## [Task to complete]
Reproduce word for word, from the entries below, the line with "Self::from_lookup(|key| env::var(key).ok())", the line with "let text = |key: &str, fallback: String|", and every line between them, and nothing more.

===== Exercise data =====

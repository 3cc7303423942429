use crate::error::MetricsError;
use std::env;

#[derive(Debug, Clone)]
pub struct Config {
    pub player_col: String,
    pub champion_col: String,
    pub outcome_col: String,
    /// When set, every block of five records is checked to share one game id.
    pub game_col: Option<String>,
    pub duration_col: String,
    pub table: String,
}

impl Default for Config {
    fn default() -> Self {
        Config {
            player_col: "summonerName".to_string(),
            champion_col: "championId".to_string(),
            outcome_col: "win".to_string(),
            game_col: None,
            duration_col: "gameDuration".to_string(),
            table: "playerStats".to_string(),
        }
    }
}

impl Config {
    pub fn from_env() -> Result<Self, MetricsError> {
        dotenvy::dotenv().ok();
        Self::from_lookup(|key| env::var(key).ok())
    }

    /// Builds a config from an arbitrary variable source, falling back to
    /// defaults for anything unset.
    pub fn from_lookup<F>(lookup: F) -> Result<Self, MetricsError>
    where
        F: Fn(&str) -> Option<String>,
    {
        let defaults = Config::default();
        let text = |key: &str, fallback: String| {
            lookup(key)
                .map(|v| v.trim().to_string())
                .filter(|v| !v.is_empty())
                .unwrap_or(fallback)
        };
        let table = text("ROLE_METRICS_TABLE", defaults.table);
        if !table.chars().all(|c| c.is_ascii_alphanumeric() || c == '_') {
            return Err(MetricsError::ConfigError(format!(
                "ROLE_METRICS_TABLE must be a plain table name, got '{}'",
                table
            )));
        }

        Ok(Config {
            player_col: text("ROLE_METRICS_PLAYER_COL", defaults.player_col),
            champion_col: text("ROLE_METRICS_CHAMPION_COL", defaults.champion_col),
            outcome_col: text("ROLE_METRICS_OUTCOME_COL", defaults.outcome_col),
            game_col: lookup("ROLE_METRICS_GAME_COL")
                .map(|v| v.trim().to_string())
                .filter(|v| !v.is_empty()),
            duration_col: text("ROLE_METRICS_DURATION_COL", defaults.duration_col),
            table,
        })
    }
}

#[cfg(test)]
mod tests {
    use super::*;
    use std::collections::HashMap;

    fn lookup_from(pairs: &[(&str, &str)]) -> impl Fn(&str) -> Option<String> {
        let vars: HashMap<String, String> = pairs
            .iter()
            .map(|(k, v)| (k.to_string(), v.to_string()))
            .collect();
        move |key| vars.get(key).cloned()
    }

    #[test]
    fn empty_environment_gives_defaults() {
        let config = Config::from_lookup(|_| None).unwrap();
        assert_eq!(config.player_col, "summonerName");
        assert_eq!(config.champion_col, "championId");
        assert_eq!(config.outcome_col, "win");
        assert_eq!(config.game_col, None);
        assert_eq!(config.duration_col, "gameDuration");
        assert_eq!(config.table, "playerStats");
    }

    #[test]
    fn variables_override_defaults() {
        let config = Config::from_lookup(lookup_from(&[
            ("ROLE_METRICS_OUTCOME_COL", "result"),
            ("ROLE_METRICS_GAME_COL", "gameId"),
            ("ROLE_METRICS_TABLE", "stats_2024"),
        ]))
        .unwrap();
        assert_eq!(config.outcome_col, "result");
        assert_eq!(config.game_col.as_deref(), Some("gameId"));
        assert_eq!(config.table, "stats_2024");
    }

    #[test]
    fn blank_values_fall_back_to_defaults() {
        let config = Config::from_lookup(lookup_from(&[
            ("ROLE_METRICS_PLAYER_COL", "  "),
            ("ROLE_METRICS_GAME_COL", ""),
        ]))
        .unwrap();
        assert_eq!(config.player_col, "summonerName");
        assert_eq!(config.game_col, None);
    }

    #[test]
    fn table_name_must_be_an_identifier() {
        let err = Config::from_lookup(lookup_from(&[("ROLE_METRICS_TABLE", "stats; DROP")])).unwrap_err();
        assert!(matches!(err, MetricsError::ConfigError(_)));
    }
}
pub mod loader;
pub mod rates;
pub mod record;

pub use record::{ColumnKind, Dataset, GameRecord, Value};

=====

## [Answer to this problem]
        Self::from_lookup(|key| env::var(key).ok())
    }

    /// Builds a config from an arbitrary variable source, falling back to
    /// defaults for anything unset.
    pub fn from_lookup<F>(lookup: F) -> Result<Self, MetricsError>
    where
        F: Fn(&str) -> Option<String>,
    {
        let defaults = Config::default();
        let text = |key: &str, fallback: String| {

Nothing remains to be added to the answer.